Sunday, 25 July 2021

Let's not forget the Ceph CLI User

For a while now, Ceph has supported Prometheus as it's native monitoring platform. In fact, since the Ceph Octopus release, Prometheus is the core component of the monitoring stack that the integrated installer deploys!

Normally, to realise the value from the data, you'd expect to visualise a Ceph cluster's state and performance through Grafana. Actually, the ceph-dashboard folks have done a great job integrating Grafana dashboards directly into the native Ceph UI.

However, not every Ceph user is a GUI user - which got me thinking. Ceph exposes state and performance data over regular http, as does Prometheus...which made me wonder how this "free" data could be used in the context of the CLI. This is where the idea behind cmon came from.

cmon is a simple tool; it doesn't use a ceph client and it doesn't introduce any new ceph code. It just consumes the data that mgr/prometheus and the Prometheus server provide. As long as you can see these HTTP endpoints - you're good to go.

There's a couple of collateral benefits too.

  • since the Prometheus metrics are well controlled (thanks Ceph devs!), cmon works on older Ceph releases, starting with Nautilus
  • without Ceph code or client dependencies, cmon can be easily containerised - meaning you don't need to login to a server just to determine the state of a Ceph cluster.

These are the main features that cmon offers;

  • A core set of panels covering Inventory, Capacity, Performance and Health
  • Optional panels can be togged on/off within the interface using command keys;
    • IO graphs using data pulled from Prometheus (i)
    • Active Prometheus alerts (a)
    • Pool Configuration and performance (p)
    • RBD performance top 10, similar to rbd-top (r)
    • RGW performance (g)
  • endpoints can be defined through a configuration file, environment variables or paramters passed directly to cmon

The easiest way to take cmon for a testdrive is to grab the container, and define an alias to run it like this

docker pull pcuzner/cmon:latest
alias cmon="podman run --interactive --tty --net=host -e TERM \
-e CEPH_URL=http://192.168.122.92:9283/metrics \
-e PROMETHEUS_URL=http://192.168.122.92:9095 \
--entrypoint='/cmon.py' docker.io/pcuzner/cmon:latest"
 

Don't forget to change the CEPH_URL and PROMETHEUS_URL parameters to match your environment. 

As long as your URLs are good, just run your new cmon command!
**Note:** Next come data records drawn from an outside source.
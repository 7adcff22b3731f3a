use serde::{Deserialize, Serialize};

/// GET /orders 响应
#[derive(Serialize, Deserialize, Debug, Clone, Default)]
pub struct OrdersEnvelope {
    #[serde(default)]
    pub ts: String,
    #[serde(default)]
    pub orders: Vec<OrderEvent>,
}

/// 订单流中的一条事件
#[derive(Serialize, Deserialize, Debug, Clone, Default)]
pub struct OrderEvent {
    #[serde(default)]
    pub id: i64,
    /// HH:MM:SS
    #[serde(default)]
    pub time: String,
    #[serde(default)]
    pub event: String,
    #[serde(default)]
    pub sym: String,
    #[serde(default)]
    pub strat: String,
    #[serde(default)]
    pub side: String,
    #[serde(default)]
    pub qty: f64,
    #[serde(default)]
    pub price: f64,
    #[serde(default)]
    pub status: String,
    /// 拒单原因
    #[serde(default)]
    pub reason: Option<String>,
}

/// GET /logs 响应
#[derive(Serialize, Deserialize, Debug, Clone, Default)]
pub struct LogsEnvelope {
    #[serde(default)]
    pub ts: String,
    #[serde(default)]
    pub logs: Vec<LogLine>,
}

/// 一条系统日志
#[derive(Serialize, Deserialize, Debug, Clone, Default)]
pub struct LogLine {
    #[serde(default)]
    pub id: i64,
    #[serde(default)]
    pub time: String,
    #[serde(default)]
    pub level: String,
    #[serde(default)]
    pub msg: String,
    #[serde(default)]
    pub module: String,
}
Once the tool is launched you'll see the core panels, showing inventory, capacity and health. The display gets refreshed every 15 seconds (there's a countdown indicator in the bottom right corner). Pressing 'h', overlays the help page on the display which tells you about the command keys to use to toggle on/off the optional panels and some further information relating to how the UI presents the data.

You could even create multiple aliases pointing to different Ceph clusters, and since the optional panels are parameters to cmon, you could tailor the displays to the clusters role...RGW or rbd for example. 

If you're a Ceph user, and prefer to use the CLI, maybe give this tool a try - it could be useful addition to your 'toolbox'. If it is, let me know with a comment, or a star on github.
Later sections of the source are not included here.